§ Task details
Among the entries below, find how many lines carry the word "configuration" and state only that figure.

§ Supplied material

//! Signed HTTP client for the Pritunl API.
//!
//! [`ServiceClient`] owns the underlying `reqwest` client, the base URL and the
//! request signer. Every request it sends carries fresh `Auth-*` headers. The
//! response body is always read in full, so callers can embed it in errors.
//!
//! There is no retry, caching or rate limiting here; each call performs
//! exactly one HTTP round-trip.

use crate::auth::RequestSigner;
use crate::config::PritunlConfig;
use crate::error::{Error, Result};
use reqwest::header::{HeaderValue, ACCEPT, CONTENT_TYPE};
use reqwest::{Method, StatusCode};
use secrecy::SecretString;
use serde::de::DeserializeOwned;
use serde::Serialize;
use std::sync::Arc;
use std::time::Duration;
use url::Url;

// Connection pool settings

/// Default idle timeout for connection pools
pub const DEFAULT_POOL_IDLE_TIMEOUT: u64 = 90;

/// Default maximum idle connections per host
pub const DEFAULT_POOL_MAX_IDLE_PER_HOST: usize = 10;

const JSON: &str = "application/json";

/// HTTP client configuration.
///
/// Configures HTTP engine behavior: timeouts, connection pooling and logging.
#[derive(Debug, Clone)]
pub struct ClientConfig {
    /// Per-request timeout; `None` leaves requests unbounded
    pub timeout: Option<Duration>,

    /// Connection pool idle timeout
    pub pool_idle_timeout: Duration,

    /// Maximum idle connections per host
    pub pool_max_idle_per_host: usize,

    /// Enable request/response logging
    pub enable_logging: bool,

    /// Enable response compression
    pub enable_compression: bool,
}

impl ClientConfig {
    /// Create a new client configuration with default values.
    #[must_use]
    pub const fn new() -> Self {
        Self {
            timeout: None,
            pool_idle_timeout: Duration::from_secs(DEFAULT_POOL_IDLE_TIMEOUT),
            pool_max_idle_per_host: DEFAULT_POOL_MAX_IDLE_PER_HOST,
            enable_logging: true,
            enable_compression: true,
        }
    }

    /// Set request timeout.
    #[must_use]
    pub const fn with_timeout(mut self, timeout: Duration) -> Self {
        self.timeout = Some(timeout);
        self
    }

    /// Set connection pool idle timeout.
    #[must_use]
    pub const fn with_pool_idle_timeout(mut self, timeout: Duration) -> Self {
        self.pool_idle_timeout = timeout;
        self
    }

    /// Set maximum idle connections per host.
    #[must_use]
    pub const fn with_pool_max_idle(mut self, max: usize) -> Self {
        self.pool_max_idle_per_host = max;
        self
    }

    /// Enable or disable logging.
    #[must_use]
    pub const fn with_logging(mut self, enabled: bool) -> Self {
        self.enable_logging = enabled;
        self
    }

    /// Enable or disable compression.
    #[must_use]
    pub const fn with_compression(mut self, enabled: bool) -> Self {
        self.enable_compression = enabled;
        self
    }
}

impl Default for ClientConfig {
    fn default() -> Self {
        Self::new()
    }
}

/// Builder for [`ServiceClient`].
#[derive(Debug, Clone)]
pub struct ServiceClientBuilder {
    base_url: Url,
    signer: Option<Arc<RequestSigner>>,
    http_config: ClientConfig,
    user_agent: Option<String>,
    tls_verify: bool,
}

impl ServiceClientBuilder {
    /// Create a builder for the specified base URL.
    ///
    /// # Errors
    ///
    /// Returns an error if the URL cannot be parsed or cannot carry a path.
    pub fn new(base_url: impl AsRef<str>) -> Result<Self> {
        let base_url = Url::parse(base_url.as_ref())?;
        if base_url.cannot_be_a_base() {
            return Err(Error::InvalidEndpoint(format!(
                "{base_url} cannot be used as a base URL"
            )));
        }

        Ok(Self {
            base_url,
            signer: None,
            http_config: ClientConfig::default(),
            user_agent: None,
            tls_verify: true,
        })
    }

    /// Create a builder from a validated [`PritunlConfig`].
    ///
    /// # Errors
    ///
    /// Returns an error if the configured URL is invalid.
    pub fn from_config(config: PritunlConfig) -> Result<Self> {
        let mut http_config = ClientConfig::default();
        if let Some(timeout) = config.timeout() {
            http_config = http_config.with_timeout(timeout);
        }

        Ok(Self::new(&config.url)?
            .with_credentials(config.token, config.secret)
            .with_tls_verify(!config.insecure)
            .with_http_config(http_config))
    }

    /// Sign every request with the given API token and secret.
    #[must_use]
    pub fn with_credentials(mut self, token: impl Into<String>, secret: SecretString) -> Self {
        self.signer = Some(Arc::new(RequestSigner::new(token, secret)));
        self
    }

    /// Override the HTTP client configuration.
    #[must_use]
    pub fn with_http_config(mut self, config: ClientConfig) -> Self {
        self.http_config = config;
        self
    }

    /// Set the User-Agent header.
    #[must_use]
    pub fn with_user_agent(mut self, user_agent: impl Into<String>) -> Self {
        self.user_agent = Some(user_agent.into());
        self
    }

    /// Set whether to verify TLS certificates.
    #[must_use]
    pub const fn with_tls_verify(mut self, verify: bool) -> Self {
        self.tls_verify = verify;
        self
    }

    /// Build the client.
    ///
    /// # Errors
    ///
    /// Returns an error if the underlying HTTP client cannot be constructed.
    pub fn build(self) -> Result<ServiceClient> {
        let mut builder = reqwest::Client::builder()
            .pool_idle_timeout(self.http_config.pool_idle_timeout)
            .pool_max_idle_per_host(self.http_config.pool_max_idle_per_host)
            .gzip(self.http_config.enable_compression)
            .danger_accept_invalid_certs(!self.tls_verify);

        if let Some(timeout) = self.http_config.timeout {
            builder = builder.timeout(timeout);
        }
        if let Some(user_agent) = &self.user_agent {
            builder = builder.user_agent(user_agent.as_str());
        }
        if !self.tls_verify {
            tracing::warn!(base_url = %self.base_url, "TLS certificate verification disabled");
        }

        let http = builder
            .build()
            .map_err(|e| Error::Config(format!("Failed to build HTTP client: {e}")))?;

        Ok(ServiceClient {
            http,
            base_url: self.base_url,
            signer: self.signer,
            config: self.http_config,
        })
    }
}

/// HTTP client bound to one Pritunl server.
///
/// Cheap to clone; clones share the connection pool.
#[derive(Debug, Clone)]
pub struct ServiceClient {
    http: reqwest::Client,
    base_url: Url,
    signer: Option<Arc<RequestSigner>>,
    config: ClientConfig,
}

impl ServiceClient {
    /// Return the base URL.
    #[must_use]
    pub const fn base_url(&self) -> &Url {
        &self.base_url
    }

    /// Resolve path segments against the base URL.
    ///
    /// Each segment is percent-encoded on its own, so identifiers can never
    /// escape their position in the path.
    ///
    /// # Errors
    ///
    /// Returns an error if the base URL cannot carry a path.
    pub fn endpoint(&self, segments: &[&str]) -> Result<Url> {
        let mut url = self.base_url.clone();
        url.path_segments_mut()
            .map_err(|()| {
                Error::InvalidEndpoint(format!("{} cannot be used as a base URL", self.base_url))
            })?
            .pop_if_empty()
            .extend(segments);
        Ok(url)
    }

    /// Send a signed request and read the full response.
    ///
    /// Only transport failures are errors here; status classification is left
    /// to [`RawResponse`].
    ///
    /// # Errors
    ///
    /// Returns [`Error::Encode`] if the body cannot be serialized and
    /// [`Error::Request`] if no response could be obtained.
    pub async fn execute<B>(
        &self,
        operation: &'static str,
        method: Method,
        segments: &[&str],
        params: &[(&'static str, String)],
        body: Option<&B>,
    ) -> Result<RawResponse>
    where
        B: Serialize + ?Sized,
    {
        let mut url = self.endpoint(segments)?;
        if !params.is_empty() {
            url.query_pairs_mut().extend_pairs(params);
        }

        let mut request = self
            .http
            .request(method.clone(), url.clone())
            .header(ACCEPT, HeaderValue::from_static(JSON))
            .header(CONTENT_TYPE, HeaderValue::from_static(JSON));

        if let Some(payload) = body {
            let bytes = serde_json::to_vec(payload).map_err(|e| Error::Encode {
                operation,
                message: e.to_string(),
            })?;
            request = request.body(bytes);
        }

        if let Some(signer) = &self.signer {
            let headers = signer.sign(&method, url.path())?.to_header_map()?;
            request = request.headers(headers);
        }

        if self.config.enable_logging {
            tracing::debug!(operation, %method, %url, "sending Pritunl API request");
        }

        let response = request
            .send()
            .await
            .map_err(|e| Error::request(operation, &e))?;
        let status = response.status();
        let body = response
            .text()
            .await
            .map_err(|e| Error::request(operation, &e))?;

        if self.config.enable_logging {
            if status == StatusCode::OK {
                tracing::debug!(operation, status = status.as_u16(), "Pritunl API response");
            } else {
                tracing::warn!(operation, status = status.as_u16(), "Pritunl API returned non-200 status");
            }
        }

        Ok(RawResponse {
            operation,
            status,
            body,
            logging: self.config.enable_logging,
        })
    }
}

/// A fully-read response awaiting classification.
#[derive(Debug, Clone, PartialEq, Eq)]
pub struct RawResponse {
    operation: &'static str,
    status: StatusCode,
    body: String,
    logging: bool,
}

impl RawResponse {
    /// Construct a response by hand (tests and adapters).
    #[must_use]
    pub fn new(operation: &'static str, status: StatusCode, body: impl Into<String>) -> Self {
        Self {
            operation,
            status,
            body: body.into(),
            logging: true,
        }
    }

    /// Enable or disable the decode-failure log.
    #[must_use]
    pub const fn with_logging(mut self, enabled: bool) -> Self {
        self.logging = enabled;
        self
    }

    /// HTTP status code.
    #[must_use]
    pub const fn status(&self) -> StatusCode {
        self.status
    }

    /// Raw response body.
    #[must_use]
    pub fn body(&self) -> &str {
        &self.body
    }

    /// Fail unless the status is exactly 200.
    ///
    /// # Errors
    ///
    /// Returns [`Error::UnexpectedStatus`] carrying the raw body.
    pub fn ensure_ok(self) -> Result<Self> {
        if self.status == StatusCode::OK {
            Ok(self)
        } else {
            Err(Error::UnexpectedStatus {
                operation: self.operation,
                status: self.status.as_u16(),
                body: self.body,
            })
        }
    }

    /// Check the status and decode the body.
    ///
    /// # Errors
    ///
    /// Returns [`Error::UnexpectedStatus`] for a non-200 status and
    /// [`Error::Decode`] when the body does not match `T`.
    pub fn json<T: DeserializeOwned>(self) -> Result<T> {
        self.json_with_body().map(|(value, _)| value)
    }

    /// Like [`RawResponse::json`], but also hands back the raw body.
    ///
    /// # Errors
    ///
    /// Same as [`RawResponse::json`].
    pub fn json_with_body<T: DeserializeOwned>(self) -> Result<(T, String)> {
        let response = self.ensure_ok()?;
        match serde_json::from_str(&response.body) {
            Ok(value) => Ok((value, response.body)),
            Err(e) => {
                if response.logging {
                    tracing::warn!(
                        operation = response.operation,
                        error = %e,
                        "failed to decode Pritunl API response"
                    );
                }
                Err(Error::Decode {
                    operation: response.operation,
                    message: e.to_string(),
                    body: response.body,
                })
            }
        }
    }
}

§ Task solution
3